Yeah, i guess the proof will be in the pudding. I stopped feeling as great about this "breakthrough" anyways. Im not thinking about OM as much but thinking much more about my ww. I just dont know what to so with all this. I love her and am scared what things will be like if I D but I'm not sure I'll be able to work past this.

What are you "scared" of? How old are you if I may ask? Unless you live in Syria and an airstrike can hit you any moment, I doubt Western life is that scary on a day-to-day basis. I would suggest you atleast think about a trial/temporary separation. It will do a couple of things:

1> Drive it home to your WW that you are confident enough to leave, and put her on notice.
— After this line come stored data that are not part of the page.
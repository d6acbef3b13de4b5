//! # portfolio
//!
//! Leptos + WASM components for the portfolio site's pointer and scroll
//! effects: a cursor follower that stays out of the way on touch devices, and
//! an experience timeline whose cards reveal themselves once on scroll.
//!
//! The browser-free logic (classification, easing, state machines) lives in
//! the `motion` crate. This crate bridges it to the DOM: capability probes,
//! event listeners, `requestAnimationFrame`, and `IntersectionObserver`.

pub mod components;
pub mod util;

/// Mount a [`components::mouse_follower::MouseFollower`] directly on `<body>`.
///
/// For pages that are not themselves Leptos apps; installs console logging and
/// the panic hook first.
#[cfg(feature = "hydrate")]
#[wasm_bindgen::prelude::wasm_bindgen]
pub fn mount_mouse_follower() {
    use crate::components::mouse_follower::MouseFollower;
    use leptos::prelude::*;

    console_error_panic_hook::set_once();
    if console_log::init_with_level(log::Level::Debug).is_err() {
        leptos::logging::warn!("console logger already installed");
    }
    leptos::mount::mount_to_body(|| view! { <MouseFollower/> });
}
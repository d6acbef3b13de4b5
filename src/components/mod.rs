//! UI components.

pub mod mouse_follower;
pub mod timeline;
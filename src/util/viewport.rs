//! Viewport-width helpers.
//!
//! Layouts switch to their stacked form below the mobile breakpoint. The
//! reactive flag starts `false` so server-rendered markup is the desktop
//! layout; the client corrects it on hydration and on every resize across the
//! breakpoint.

#[cfg(test)]
#[path = "viewport_test.rs"]
mod viewport_test;

use leptos::prelude::*;

#[cfg(feature = "hydrate")]
use crate::util::listeners::listen;
#[cfg(feature = "hydrate")]
use motion::consts::MOBILE_BREAKPOINT_PX;
#[cfg(feature = "hydrate")]
use motion::signal::Subscription;

/// Media query matching viewports narrower than `breakpoint_px`.
pub fn mobile_query(breakpoint_px: u32) -> String {
    format!("(max-width: {}px)", breakpoint_px.saturating_sub(1))
}

/// Reactive "viewport is below the mobile breakpoint" flag.
pub fn use_is_mobile() -> ReadSignal<bool> {
    let is_mobile = RwSignal::new(false);

    #[cfg(feature = "hydrate")]
    {
        let listener = StoredValue::new_local(None::<Subscription>);
        Effect::new(move || {
            if listener.with_value(Option::is_some) {
                return;
            }
            let query = mobile_query(MOBILE_BREAKPOINT_PX);
            let Some(window) = web_sys::window() else {
                return;
            };
            let list = match window.match_media(&query) {
                Ok(Some(list)) => list,
                Ok(None) => return,
                Err(err) => {
                    leptos::logging::warn!("viewport: {query} rejected: {err:?}");
                    return;
                }
            };
            is_mobile.set(list.matches());
            let watched = list.clone();
            let subscription = listen(&list, "change", move |_| is_mobile.set(watched.matches()));
            listener.set_value(Some(subscription));
        });
        on_cleanup(move || {
            listener.update_value(|slot| {
                slot.take();
            });
        });
    }

    is_mobile.read_only()
}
2> Get some personal space so you can think logically and clearly, away from a WW who will obviously be love-bombing you in a desperate attempt to extinguish a fire she herself has lit.

Once you move out, you will realize that there is nothing "scary" about living by yourself.

Me: BS (44)
She: WS (41)
One son (6)
DDay: May 2015 (OBS told me)
Divorced, Zero regrets, sound sleep, son doing great!
A FOG is just a weather phenomenon. An Affair Fog is a clever excuse invented by WS's to explain their continued bad behavior.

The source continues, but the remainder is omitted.